Feature Articles: ICT Design Center: Design and Assessment Work
Efforts to Minimize Human Errors in Network Maintenance
We describe recent efforts to reduce human error in network maintenance work. Through careful observation and analysis of maintenance work conducted according to a procedure manual, we have been able to identify a number of hidden risk factors in the way that work is carried out.
Providing robust, reliable network facilities is one of NTT Group's most important priorities and NTT's various divisions and departments strive to provide customers with services that are safe and secure. Network maintenance is particularly important and involves various operations: repairing network facilities that have failed, deploying new ones, and decommissioning ones that are no longer required. Human error in performing these various tasks can adversely affect networks—even causing them to crash in the worst case—so efforts to mitigate and prevent errors are extremely important. Here, we introduce the role of NTT's ICT Design Center (IDeC) in reducing human error, taking as an example the network maintenance task of decommissioning leased-line networks (ICT: information and communications technology). Operating companies have already done a fairly good job of reducing human errors by developing procedure manuals for conducting maintenance work, by adopting procedures that incorporate double and triple checks, and by applying many other measures. IDeC wants to cut human errors to the bare minimum and is now working with operating companies to prevent errors by identifying hidden risk factors that still exist in current measures and procedures.
2. Why do human errors occur?
Let us briefly consider why human errors occur in the first place.

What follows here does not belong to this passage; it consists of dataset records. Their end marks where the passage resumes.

// src/main.rs
use minhaty::{db, services::user_service, state::AppState, web};

use axum::serve;
use std::{env, net::SocketAddr};
use time::Duration;
use tokio::net::TcpListener;
use tower::ServiceBuilder;
use tower_cookies::CookieManagerLayer;
use tower_http::trace::TraceLayer;
use tower_sessions::{Expiry, ExpiredDeletion, SessionManagerLayer};
use tower_sessions_sqlx_store::SqliteStore;
use tracing_subscriber::{fmt, layer::SubscriberExt, util::SubscriberInitExt, EnvFilter};

#[tokio::main]
async fn main() -> anyhow::Result<()> {
    dotenvy::dotenv().ok();

    tracing_subscriber::registry()
        .with(EnvFilter::try_from_default_env().unwrap_or_else(|_| {
            env::var("RUST_LOG")
                .unwrap_or_else(|_| {
                    "minhaty=debug,tower_http=info,sqlx=warn,tower_sessions=info".into()
                })
                .into()
        }))
        .with(fmt::layer())
        .init();

    tracing::info!("starting minhaty server...");

    let db_pool = match db::create_db_pool().await {
        Ok(pool) => pool,
        Err(e) => {
            tracing::error!("database initialization failed: {}", e);
            return Err(anyhow::anyhow!("failed to connect/migrate database: {e}"));
        }
    };

    // First-run admin account, when configured. There is no self-service
    // registration.
    user_service::ensure_bootstrap_admin(&db_pool).await?;

    let session_store = SqliteStore::new(db_pool.clone())
        .with_table_name("sessions")
        .map_err(|e| anyhow::anyhow!("failed to create session store: {e}"))?;
    session_store.migrate().await?;

    // Sweep expired session rows once a day; a stale cookie presented in
    // between simply fails to load and behaves as anonymous.
    let sweep_store = session_store.clone();
    tokio::spawn(async move {
        if let Err(e) = sweep_store
            .continuously_delete_expired(tokio::time::Duration::from_secs(60 * 60 * 24))
            .await
        {
            tracing::error!("session sweep task failed: {:?}", e);
        }
    });
    tracing::info!("session sweep task started.");

    let production = env::var("APP_ENV").map(|v| v == "production").unwrap_or(false);
    let session_layer = SessionManagerLayer::new(session_store)
        .with_secure(production)
        .with_http_only(true)
        .with_expiry(Expiry::OnInactivity(Duration::days(1)));
    tracing::info!("session layer configured (secure: {}).", production);

    let app_state = AppState { db_pool };

    let addr: SocketAddr = env::var("BIND_ADDR")
        .unwrap_or_else(|_| "0.0.0.0:3000".to_string())
        .parse()
        .map_err(|e| anyhow::anyhow!("invalid BIND_ADDR: {e}"))?;
    tracing::info!("listening on http://{}", addr);
    let listener = match TcpListener::bind(addr).await {
        Ok(l) => l,
        Err(e) => {
            tracing::error!("failed to bind {}: {}", addr, e);
            return Err(e.into());
        }
    };

    let app = web::routes::create_router(app_state).layer(
        ServiceBuilder::new()
            .layer(TraceLayer::new_for_http())
            .layer(CookieManagerLayer::new())
            .layer(session_layer),
    );
    tracing::info!("router and middlewares configured.");

    if let Err(e) = serve(listener, app.into_make_service()).await {
        tracing::error!("fatal server error: {}", e);
        return Err(e.into());
    }

    Ok(())
}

It is often said that people make mistakes, and that mistakes can never be entirely eliminated. So does this mean that errors are inevitable? Far from being unforeseen one-time events, most human errors have been found through studies to be similar to errors that have occurred in the past. Nor are they minor inconsequential mistakes: more often than not, human errors are serious blunders made repeatedly by experienced, well-organized people . In other words, most human errors have occurred in the past and are likely to reoccur in the future. Another fallacy is that errors are avoided by those familiar with the job. Let us begin by sorting out two types of factors that are involved: factors that make human errors more likely to occur and external factors related to multiple people working together.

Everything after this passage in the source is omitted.